La RdB-CUB non firma il protocollo d’intesa sull’attivazione del primo quadrimestre 2009 perché:

 

è dall’inizio della discussione che chiede, senza ottenere risposta, la costituzione del fondo per l’anno 2009. E’ chiaro che l’Ente è in attesa e spera in eventuali norme promesse dal Ministro della Funzione Pubblica per tentare di recuperare il taglio del 10% (questo sì che è certo !!) del fondo per l’incentivazione derivante dalla legge 133/2008.

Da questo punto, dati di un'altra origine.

//! Media enrichment for product-bearing rows.
//!
//! Rows hold media as bare identifiers. Before a batch of rows is validated
//! and cached, every referenced id is collected, deduplicated and resolved in a
//! single lookup, then each reference is replaced by the resolved item or
//! `None` when the item no longer exists or fails its own schema.

use async_trait::async_trait;
use shopfront_core::{
    CachedCart, CachedProduct, CachedVariant, CachedWishlist, CartRow, MediaId, MediaItem,
    ProductRow, Schema, ShopResult, VariantRow, WishlistRow,
};
use std::collections::{BTreeSet, HashMap};
use std::sync::Arc;
use tracing::{debug, warn};

use super::coordinator::Materializer;
use super::traits::CacheFamily;

/// Resolved media by id.
pub type MediaLookup = HashMap<MediaId, MediaItem>;

/// Batched media resolution.
#[async_trait]
pub trait MediaResolver: Send + Sync + 'static {
    /// Resolve a set of ids in one lookup. Unknown ids are omitted.
    async fn resolve(&self, ids: &[MediaId]) -> ShopResult<Vec<MediaItem>>;
}

#[async_trait]
impl<R: MediaResolver + ?Sized> MediaResolver for Arc<R> {
    async fn resolve(&self, ids: &[MediaId]) -> ShopResult<Vec<MediaItem>> {
        (**self).resolve(ids).await
    }
}

/// A row that references media by id.
pub trait MediaBearing: Send + Sync + 'static {
    type Resolved: Send + 'static;

    /// Every referenced id, including nested ones.
    fn media_ids(&self) -> Vec<MediaId>;

    /// Replace references with entries from `lookup`.
    fn attach(self, lookup: &MediaLookup) -> Self::Resolved;
}

/// Resolve all media referenced by `rows` with exactly one call to
/// `resolver`, however many rows or duplicate ids there are.
pub async fn enrich<R, T>(resolver: &R, rows: Vec<T>) -> ShopResult<Vec<T::Resolved>>
where
    R: MediaResolver + ?Sized,
    T: MediaBearing,
{
    let ids: BTreeSet<MediaId> = rows.iter().flat_map(|row| row.media_ids()).collect();
    let ids: Vec<MediaId> = ids.into_iter().collect();
    debug!(rows = rows.len(), media = ids.len(), "Enriching rows");

    let lookup: MediaLookup = resolver
        .resolve(&ids)
        .await?
        .into_iter()
        .filter(|item| match item.check() {
            Ok(()) => true,
            Err(e) => {
                warn!(media = %item.id, error = %e, "Treating invalid media as unresolved");
                false
            }
        })
        .map(|item| (item.id.clone(), item))
        .collect();

    Ok(rows.into_iter().map(|row| row.attach(&lookup)).collect())
}

/// Materializer that enriches rows through a media resolver.
pub struct MediaEnricher<R: MediaResolver> {
    resolver: Arc<R>,
}

impl<R: MediaResolver> MediaEnricher<R> {
    pub fn new(resolver: Arc<R>) -> Self {
        Self { resolver }
    }
}

#[async_trait]
impl<F, R> Materializer<F> for MediaEnricher<R>
where
    F: CacheFamily,
    F::Row: MediaBearing<Resolved = F::Entity>,
    R: MediaResolver,
{
    async fn materialize(&self, rows: Vec<F::Row>) -> ShopResult<Vec<F::Entity>> {
        enrich(&*self.resolver, rows).await
    }
}

// ============================================================================
// ROW IMPLEMENTATIONS
// ============================================================================

impl MediaBearing for VariantRow {
    type Resolved = CachedVariant;

    fn media_ids(&self) -> Vec<MediaId> {
        self.image_id.iter().cloned().collect()
    }

    fn attach(self, lookup: &MediaLookup) -> CachedVariant {
        let image = self.image_id.as_ref().and_then(|id| lookup.get(id).cloned());
        CachedVariant {
            id: self.id,
            product_id: self.product_id,
            sku: self.sku,
            options: self.options,
            price_cents: self.price_cents,
            stock: self.stock,
            image_id: self.image_id,
            image,
        }
    }
}

impl MediaBearing for ProductRow {
    type Resolved = CachedProduct;

    fn media_ids(&self) -> Vec<MediaId> {
        self.media_ids
            .iter()
            .cloned()
            .chain(self.variants.iter().flat_map(|v| v.media_ids()))
            .collect()
    }

    fn attach(self, lookup: &MediaLookup) -> CachedProduct {
        let media = self
            .media_ids
            .iter()
            .map(|id| lookup.get(id).cloned())
            .collect();
        CachedProduct {
            id: self.id,
            product_type_id: self.product_type_id,
            title: self.title,
            slug: self.slug,
            description: self.description,
            price_cents: self.price_cents,
            currency: self.currency,
            media_ids: self.media_ids,
            media,
            is_published: self.is_published,
            variants: self
                .variants
                .into_iter()
                .map(|v| v.attach(lookup))
                .collect(),
            created_at: self.created_at,
            updated_at: self.updated_at,
        }
    }
}

impl MediaBearing for CartRow {
    type Resolved = CachedCart;

    fn media_ids(&self) -> Vec<MediaId> {
        self.product.media_ids()
    }

    fn attach(self, lookup: &MediaLookup) -> CachedCart {
        CachedCart {
            user_id: self.user_id,
            product_id: self.product_id,
            variant_id: self.variant_id,
            quantity: self.quantity,
            created_at: self.created_at,
            product: self.product.attach(lookup),
        }
    }
}

impl MediaBearing for WishlistRow {
    type Resolved = CachedWishlist;

    fn media_ids(&self) -> Vec<MediaId> {
        self.product.media_ids()
    }

    fn attach(self, lookup: &MediaLookup) -> CachedWishlist {
        CachedWishlist {
            user_id: self.user_id,
            product_id: self.product_id,
            created_at: self.created_at,
            product: self.product.attach(lookup),
        }
    }
}

#[cfg(test)]
mod tests {
    use super::*;
    use chrono::{TimeZone, Utc};
    use shopfront_core::{ProductId, UserId, VariantId};
    use std::collections::BTreeMap;
    use std::sync::Mutex;

    /// Records every call and serves a fixed media set.
    #[derive(Default)]
    struct RecordingResolver {
        known: Vec<MediaItem>,
        calls: Mutex<Vec<Vec<MediaId>>>,
    }

    #[async_trait]
    impl MediaResolver for RecordingResolver {
        async fn resolve(&self, ids: &[MediaId]) -> ShopResult<Vec<MediaItem>> {
            self.calls.lock().unwrap().push(ids.to_vec());
            Ok(self
                .known
                .iter()
                .filter(|m| ids.contains(&m.id))
                .cloned()
                .collect())
        }
    }

    fn ts() -> shopfront_core::Timestamp {
        Utc.timestamp_opt(1_700_000_000, 0).unwrap()
    }

    fn media(id: &str) -> MediaItem {
        MediaItem {
            id: MediaId::new(id),
            url: format!("https://cdn.example.com/{}", id),
            alt: None,
            mime_type: "image/png".to_string(),
            created_at: ts(),
        }
    }

    fn product(media: &[&str], variant_image: Option<&str>) -> ProductRow {
        let id = ProductId::generate();
        ProductRow {
            id,
            product_type_id: None,
            title: "Mug".to_string(),
            slug: "mug".to_string(),
            description: None,
            price_cents: 1200,
            currency: "USD".to_string(),
            media_ids: media.iter().map(|m| MediaId::new(*m)).collect(),
            is_published: true,
            variants: vec![VariantRow {
                id: VariantId::generate(),
                product_id: id,
                sku: "MUG-1".to_string(),
                options: BTreeMap::new(),
                price_cents: None,
                stock: 1,
                image_id: variant_image.map(|m| MediaId::new(m)),
            }],
            created_at: ts(),
            updated_at: ts(),
        }
    }

    fn cart(product: ProductRow) -> CartRow {
        CartRow {
            user_id: UserId::new("u1"),
            product_id: product.id,
            variant_id: None,
            quantity: 1,
            created_at: ts(),
            product,
        }
    }

    #[tokio::test]
    async fn test_single_lookup_with_duplicates() {
        let resolver = RecordingResolver {
            known: vec![media("a"), media("b")],
            ..Default::default()
        };
        let rows = vec![
            cart(product(&["a", "b"], Some("a"))),
            cart(product(&["b", "a"], None)),
            cart(product(&["a"], Some("b"))),
        ];

        let enriched = enrich(&resolver, rows).await.unwrap();
        assert_eq!(enriched.len(), 3);

        let calls = resolver.calls.lock().unwrap();
        assert_eq!(calls.len(), 1);
        assert_eq!(calls[0], vec![MediaId::new("a"), MediaId::new("b")]);
    }

    #[tokio::test]
    async fn test_deleted_media_resolves_to_none() {
        let resolver = RecordingResolver {
            known: vec![media("kept")],
            ..Default::default()
        };
        let rows = vec![cart(product(&["kept", "deleted"], Some("deleted")))];

        let enriched = enrich(&resolver, rows).await.unwrap();
        let product = &enriched[0].product;
        assert_eq!(product.media_ids.len(), 2);
        assert_eq!(product.media[0], Some(media("kept")));
        assert_eq!(product.media[1], None);
        assert_eq!(product.variants[0].image_id, Some(MediaId::new("deleted")));
        assert_eq!(product.variants[0].image, None);
    }

    #[tokio::test]
    async fn test_invalid_media_resolves_to_none() {
        let mut broken = media("broken");
        broken.url = "s3://bucket/broken".to_string();
        let resolver = RecordingResolver {
            known: vec![media("kept"), broken],
            ..Default::default()
        };
        let rows = vec![cart(product(&["kept", "broken"], Some("broken")))];

        let enriched = enrich(&resolver, rows).await.unwrap();
        let product = &enriched[0].product;
        assert_eq!(product.media, vec![Some(media("kept")), None]);
        assert_eq!(product.variants[0].image, None);
        assert!(enriched[0].check().is_ok());
    }

    #[tokio::test]
    async fn test_enrichment_is_deterministic() {
        let resolver = RecordingResolver {
            known: vec![media("a")],
            ..Default::default()
        };
        let rows = vec![cart(product(&["a", "x"], Some("a")))];

        let first = enrich(&resolver, rows.clone()).await.unwrap();
        let second = enrich(&resolver, rows).await.unwrap();
        assert_eq!(first, second);
    }

    #[tokio::test]
    async fn test_rows_without_media_still_make_one_lookup() {
        let resolver = RecordingResolver::default();
        let enriched = enrich(&resolver, vec![cart(product(&[], None))]).await.unwrap();
        assert!(enriched[0].product.media.is_empty());
        assert_eq!(resolver.calls.lock().unwrap().len(), 1);
    }
}
//! Property-Based Tests for the Codec Boundary
//!
//! **Property: Round-trip validation**
//!
//! For every cached shape, decoding an encoded valid value yields the same
//! value, and a value that fails validation never comes back from a read.

use proptest::prelude::*;
use shopfront_core::{CachedCart, Category, MediaItem, UserProfile};
use shopfront_storage::{
    CacheFamily, CategoryCache, CategoryFamily, InMemoryStore, MemoryCatalog, Passthrough,
    SchemaCodec,
};
use shopfront_test_utils::generators;
use std::sync::Arc;
use std::time::Duration;
use tokio::runtime::Runtime;

proptest! {
    #![proptest_config(ProptestConfig::with_cases(200))]

    #[test]
    fn prop_category_round_trip(category in generators::arb_category()) {
        let codec: SchemaCodec = SchemaCodec::default();
        let bytes = codec.encode(&category).map_err(|e| TestCaseError::fail(e.to_string()))?;
        let decoded: Category = codec
            .decode(&bytes)
            .map_err(|e| TestCaseError::fail(e.to_string()))?;
        prop_assert_eq!(decoded, category);
    }

    #[test]
    fn prop_media_round_trip(item in generators::arb_media_item()) {
        let codec: SchemaCodec = SchemaCodec::default();
        let bytes = codec.encode(&item).map_err(|e| TestCaseError::fail(e.to_string()))?;
        let decoded: MediaItem = codec
            .decode(&bytes)
            .map_err(|e| TestCaseError::fail(e.to_string()))?;
        prop_assert_eq!(decoded, item);
    }

    #[test]
    fn prop_user_round_trip(user in generators::arb_user_profile()) {
        let codec: SchemaCodec = SchemaCodec::default();
        let bytes = codec.encode(&user).map_err(|e| TestCaseError::fail(e.to_string()))?;
        let decoded: UserProfile = codec
            .decode(&bytes)
            .map_err(|e| TestCaseError::fail(e.to_string()))?;
        prop_assert_eq!(decoded, user);
    }

    #[test]
    fn prop_cart_round_trip(cart in generators::arb_cached_cart()) {
        let codec: SchemaCodec = SchemaCodec::default();
        let bytes = codec.encode(&cart).map_err(|e| TestCaseError::fail(e.to_string()))?;
        let decoded: CachedCart = codec
            .decode(&bytes)
            .map_err(|e| TestCaseError::fail(e.to_string()))?;
        prop_assert_eq!(decoded, cart);
    }

    #[test]
    fn prop_garbage_never_returned_from_get(
        category in generators::arb_category(),
        garbage in prop::collection::vec(any::<u8>(), 0..64),
    ) {
        let rt = Runtime::new().map_err(|e| TestCaseError::fail(e.to_string()))?;
        rt.block_on(async {
            let catalog = Arc::new(MemoryCatalog::new());
            let store = Arc::new(InMemoryStore::new());
            store.insert_raw(&CategoryFamily::key(&category.id), garbage);
            let cache = CategoryCache::new(
                catalog,
                store,
                Arc::new(Passthrough),
                Duration::from_secs(60),
            );

            // The catalog has no such row, so anything returned came from the store
            let fetched = cache.get(&category.id).await
                .map_err(|e| TestCaseError::fail(e.to_string()))?;
            if let Some(fetched) = fetched {
                prop_assert!(shopfront_core::Schema::check(&fetched).is_ok());
            }
            Ok(())
        })?;
    }
}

Sarà per questo motivo che ancora non si è dato avvio al negoziato, non volendo riconoscere ufficialmente che le risorse per l’incentivo, ad oggi, 2009 non ci sono neanche qui, come già annunciato all’INAIL?

 

C’è un Comitato tecnico costituito da membri dell’Amministrazione e delle OO.SS per la mappatura e la pesatura di tutte le attività necessarie all’erogazione di servizi di qualità, che sta cercando di individuare un nuovo sistema premiante, teso al miglioramento dei servizi e dei processi operativi delle Strutture Centrali e Periferiche dell’Ente.

 

Concertazione

È ancora in atto e si trascina stancamente, la concertazione sui criteri di conferimento ai responsabili di struttura degli uffici provinciali in seguito al nuovo ordinamento dei servizi varato dall’Ente. Questa O.S. potrà concludere, in modo positivo, la suddetta concertazione solo se saranno individuati criteri chiari trasparenti ed oggettivi, di cui l’amministrazione sarà garante e promotrice, ed escludendo qualsiasi tipo d’automatismo nel conferire gli incarichi.  

In ragione di tali innegabili incertezze sul nostro futuro, sulla nostra retribuzione, riteniamo che vada respinto con fermezza il tentativo di “sfruttare” l’emergenza determinata dalla grave crisi economica, di cui le lavoratrici e i lavoratori dell’ACI non solo non hanno alcuna responsabilità (com’è ovvio!), ma ne sono vittime.

La RdB-CUB rinnova il proprio impegno per impedire che si faccia pagare alle lavoratrici e ai lavoratori dell’ACI il costo di una crisi economica di cui altri sono responsabili, e respinge il tentativo di alimentare una “guerra tra poveri”, costringendo il personale, già da mesi costretto a sopportare un pesante clima d’ostilità alimentato dalla famigerata campagna “anti-fannulloni”, a fronteggiare il risentimento dell’utenza, che sicuramente si espliciterà con il progetto emoticons (le faccine) della funzione pubblica, che partirà, dal mese di Aprile p.v. in alcune sedi sperimentali dell’ACI (Bolzano Terni e Agrigento).

Per le stesse motivazioni espresse fin’ora la RdB ritiene di non poter firmare, al momento, neanche il protocollo di ultra attivazione dei professionisti.